Today, Governor Bobby Jindal filed suit in federal court arguing President Obama’s U.S. Department of Education has violated the Tenth Amendment to the U.S. Constitution and federal law by coercing states to adopt Common Core standards and assessments.
Last week, the state court rejected his arguments stating the administration presented no evidence to support the preliminary injunction.
In his five-page ruling, District Judge Todd W. Hernandez of Baton Rouge ruled that Jindal’s plan would cause “irreparable harm” to students, teachers and parents who have been preparing for the new standards for years. He also dismissed the administration’s argument that the state education department violated procurement law in the way it planned to deliver the Common Core tests to students.
Governor Jindal argues that the Obama Administration has used federal grants to compel states to enter binding agreements to adopt and fully implement a single set of federally-defined content standards and to utilize assessment products created by a federally-sponsored “consortia.” Furthermore, the U.S. Department of Education has made changes to the Elementary and Secondary Education Act (ESEA) state test review and approval process that will coerce states to adopt the federal government’s preferred tests or risk billions in federal funding. The suit argues that these actions violate long-standing limitations by Congress on the role of the federal government in education policy.
Governor Jindal said, “The federal government has hijacked and destroyed the Common Core initiative. Common Core is the latest effort by big government disciples to strip away state rights and put Washington, D.C. in control of everything. What started out as an innovative idea to create a set of base-line standards that could be ‘voluntarily’ used by the states has turned into a scheme by the federal government to nationalize curriculum.
“The proponents of Common Core will tell you that it’s simply about one test and about standards, but that’s a ruse. Common Core is about controlling curriculum. Educators know that what’s tested is what’s taught. Make no mistake – Common Core tests will drive curriculum. Common Core supporters should own up to this fact and finally admit they want to control curriculum. These are big government elitists that believe they know better than parents and local school boards.
“Through the federally funded consortia, PARCC, along with Race to the Top grants, the federal government has coerced states into giving up local control of education. The federal government’s actions are in violation of the Constitution and federal law and we will continue to fight to protect local control of education.”
The Governor’s lawsuit states that the U.S. Department of Education has used grants and federally commissioned consortia to herd states together in an effort to nationalize curriculum. Through the Race to the Top grant process, the federal government funded two consortia, Partnership for Assessment of Readiness for College and Careers (PARCC) and the SMARTER Balanced Assessment Consortium (SBAC) to implement the objectives of nationalizing curriculum. The lawsuit argues that PARCC and SABC are agents of the federal government in the implementation of nationalized curriculum
Furthermore, the lawsuit maintains the U.S. Department of Education has unlawfully used waivers to allow states to waive accountability requirements in exchange for adopting Common Core standards and assessments as well as made changes to the ESEA state test approval process to coerce states to use the U.S. Department of Education’s preferred tests or risk billions in federal education funding.
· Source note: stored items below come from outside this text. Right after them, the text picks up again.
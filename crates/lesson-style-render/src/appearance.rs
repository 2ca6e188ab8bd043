use lesson_style::{
    AnyBlock, BlockKind, BlockType, BoxPart, CascadeTarget, Color, EdgeInsets, HorizontalAlignment,
    Query, StyleTemplate, Styler, TemplateKind,
};
use serde::{Deserialize, Serialize};

use crate::annotate::{RunAnnotator, RunDefaults};
use crate::font::{FontResolver, ResolvedFont};
use crate::runs::{AnnotatedRun, TextRun};

/// Layout attributes of one box.
#[derive(Clone, Debug, PartialEq, Serialize, Deserialize)]
#[serde(rename_all = "camelCase")]
pub struct BoxAppearance {
    pub padding: EdgeInsets,
    pub background_color: Color,
    #[serde(skip_serializing_if = "Option::is_none")]
    pub background_image: Option<String>,
    pub corner_radius: f32,
}

impl BoxAppearance {
    fn resolve(styler: &Styler<'_>, query: &Query<'_>) -> Self {
        Self {
            padding: styler.padding(query),
            background_color: styler.background_color(query),
            background_image: styler.background_image(query).map(str::to_owned),
            corner_radius: styler.corner_radius(query),
        }
    }
}

/// Block-level text defaults.
#[derive(Clone, Debug, PartialEq, Serialize, Deserialize)]
#[serde(rename_all = "camelCase")]
pub struct TextAppearance {
    pub font: ResolvedFont,
    pub color: Color,
    pub alignment: HorizontalAlignment,
    pub baseline_offset: f32,
    pub links_enabled: bool,
}

/// Everything a view needs to draw one block.
#[derive(Clone, Debug, PartialEq, Serialize, Deserialize)]
#[serde(rename_all = "camelCase")]
pub struct BlockAppearance {
    #[serde(skip_serializing_if = "Option::is_none")]
    pub block_type: Option<BlockType>,
    pub wrapper: BoxAppearance,
    pub block: BoxAppearance,
    pub text: TextAppearance,
}

impl BlockAppearance {
    /// Resolve all attributes for `block` (or template defaults when `None`).
    pub fn resolve(
        styler: &Styler<'_>,
        fonts: &FontResolver,
        block: Option<&dyn CascadeTarget>,
    ) -> Self {
        let query = match block {
            Some(block) => Query::block(block),
            None => Query::new(),
        };
        let default_font = styler
            .template()
            .text_typeface
            .default
            .font_name(styler.theme());
        let font = fonts.resolve(
            styler.requested_typeface(&query),
            default_font,
            styler.text_size(&query),
        );
        Self {
            block_type: block.map(|b| b.block_type()),
            wrapper: BoxAppearance::resolve(styler, &query.on(BoxPart::Wrapper)),
            block: BoxAppearance::resolve(styler, &query.on(BoxPart::Block)),
            text: TextAppearance {
                font,
                color: styler.text_color(&query),
                alignment: styler.text_alignment(&query),
                baseline_offset: styler.text_offset(&query),
                links_enabled: styler.text_links_enabled(),
            },
        }
    }

    /// Starting point for run annotation.
    pub fn run_defaults(&self, link_color: Option<Color>) -> RunDefaults {
        RunDefaults {
            font: self.text.font.name.clone(),
            size: self.text.font.size,
            color: self.text.color,
            link_color,
        }
    }
}

/// A block's appearance plus its annotated runs.
#[derive(Clone, Debug, PartialEq, Serialize, Deserialize)]
#[serde(rename_all = "camelCase")]
pub struct RenderedBlock {
    pub appearance: BlockAppearance,
    pub runs: Vec<AnnotatedRun>,
}

/// Resolve `block` and annotate its parsed runs. Links take the theme's
/// secondary text color unless `link_color` is given.
pub fn render_block_text(
    styler: &Styler<'_>,
    fonts: &FontResolver,
    block: &dyn CascadeTarget,
    runs: &[TextRun],
    link_color: Option<Color>,
) -> RenderedBlock {
    let appearance = BlockAppearance::resolve(styler, fonts, Some(block));
    let link_color = link_color.or(Some(styler.theme().secondary_text_color()));
    let annotator = RunAnnotator::new(styler, fonts, appearance.run_defaults(link_color));
    let runs = annotator.annotate_all(runs);
    RenderedBlock { appearance, runs }
}

/// Template kind used for a block's own text.
pub fn template_kind_for(block: &AnyBlock) -> TemplateKind {
    match &block.kind {
        BlockKind::Heading { depth, .. } => TemplateKind::Heading(*depth),
        BlockKind::Appeal { .. } => TemplateKind::Appeal,
        BlockKind::Blockquote { .. } => TemplateKind::Blockquote,
        BlockKind::Story { .. } | BlockKind::StorySlide { .. } => TemplateKind::Story,
        _ => TemplateKind::Body,
    }
}

/// Template for a block's own text.
pub fn template_for(block: &AnyBlock) -> StyleTemplate {
    StyleTemplate::for_kind(template_kind_for(block))
}
#![allow(dead_code)]

use std::alloc::{GlobalAlloc, Layout, System};
use std::sync::atomic::{AtomicUsize, Ordering};

/// Global allocator that tracks live bytes, peak bytes and allocation count.
pub struct BudgetAlloc {
    current: AtomicUsize,
    peak: AtomicUsize,
    count: AtomicUsize,
}

/// Counters observed over one measured closure.
#[derive(Clone, Copy, Debug, PartialEq, Eq)]
pub struct AllocUsage {
    pub peak_bytes: usize,
    pub allocs: usize,
}

impl BudgetAlloc {
    pub const fn new() -> Self {
        Self {
            current: AtomicUsize::new(0),
            peak: AtomicUsize::new(0),
            count: AtomicUsize::new(0),
        }
    }

    /// Run `f` with counters reset; peak is relative to live bytes at entry.
    pub fn measure<R>(&self, f: impl FnOnce() -> R) -> (R, AllocUsage) {
        let baseline = self.current.load(Ordering::SeqCst);
        self.peak.store(baseline, Ordering::SeqCst);
        self.count.store(0, Ordering::SeqCst);
        let out = f();
        let usage = AllocUsage {
            peak_bytes: self.peak.load(Ordering::SeqCst).saturating_sub(baseline),
            allocs: self.count.load(Ordering::SeqCst),
        };
        (out, usage)
    }

    fn grow(&self, bytes: usize) {
        let now = self.current.fetch_add(bytes, Ordering::SeqCst) + bytes;
        self.peak.fetch_max(now, Ordering::SeqCst);
        self.count.fetch_add(1, Ordering::SeqCst);
    }

    fn shrink(&self, bytes: usize) {
        let _ = self
            .current
            .fetch_update(Ordering::SeqCst, Ordering::SeqCst, |current| {
                Some(current.saturating_sub(bytes))
            });
    }
}

unsafe impl GlobalAlloc for BudgetAlloc {
    unsafe fn alloc(&self, layout: Layout) -> *mut u8 {
        let ptr = unsafe { System.alloc(layout) };
        if !ptr.is_null() {
            self.grow(layout.size());
        }
        ptr
    }

    unsafe fn dealloc(&self, ptr: *mut u8, layout: Layout) {
        unsafe { System.dealloc(ptr, layout) };
        self.shrink(layout.size());
    }

    unsafe fn alloc_zeroed(&self, layout: Layout) -> *mut u8 {
        let ptr = unsafe { System.alloc_zeroed(layout) };
        if !ptr.is_null() {
            self.grow(layout.size());
        }
        ptr
    }

    unsafe fn realloc(&self, ptr: *mut u8, layout: Layout, new_size: usize) -> *mut u8 {
        let new_ptr = unsafe { System.realloc(ptr, layout, new_size) };
        if !new_ptr.is_null() {
            self.shrink(layout.size());
            self.grow(new_size);
        }
        new_ptr
    }
}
In 2010, to be in compliance with Race to the Top grant requirements, the State of Louisiana entered into a Memorandum of Understanding with PARCC. The filing argues, “The good intentions of Common Core and the ‘voluntariness’ of PARCC participation have proven to be illusory. In fact, Louisiana now finds itself trapped in a federal scheme to nationalize curriculum. What started as good state intentions has materialized into the federalization of education policy through federal economic incentives and duress.”
The lawsuit seeks a declaration that the U.S. Department of Education has violated federal statutes and the Tenth Amendment by requiring, as condition to grant funding under the Race to the Top programs, that states join a consortium of states under federal direction and to adopt Common Core standards and assessment products created by the consortium. The lawsuit also seeks an injunction to enjoin the Department’s use of such unlawful conditions in connection with further awards and from disqualifying or penalizing a state that withdraws from a consortium and refuses to further participate in the scheme.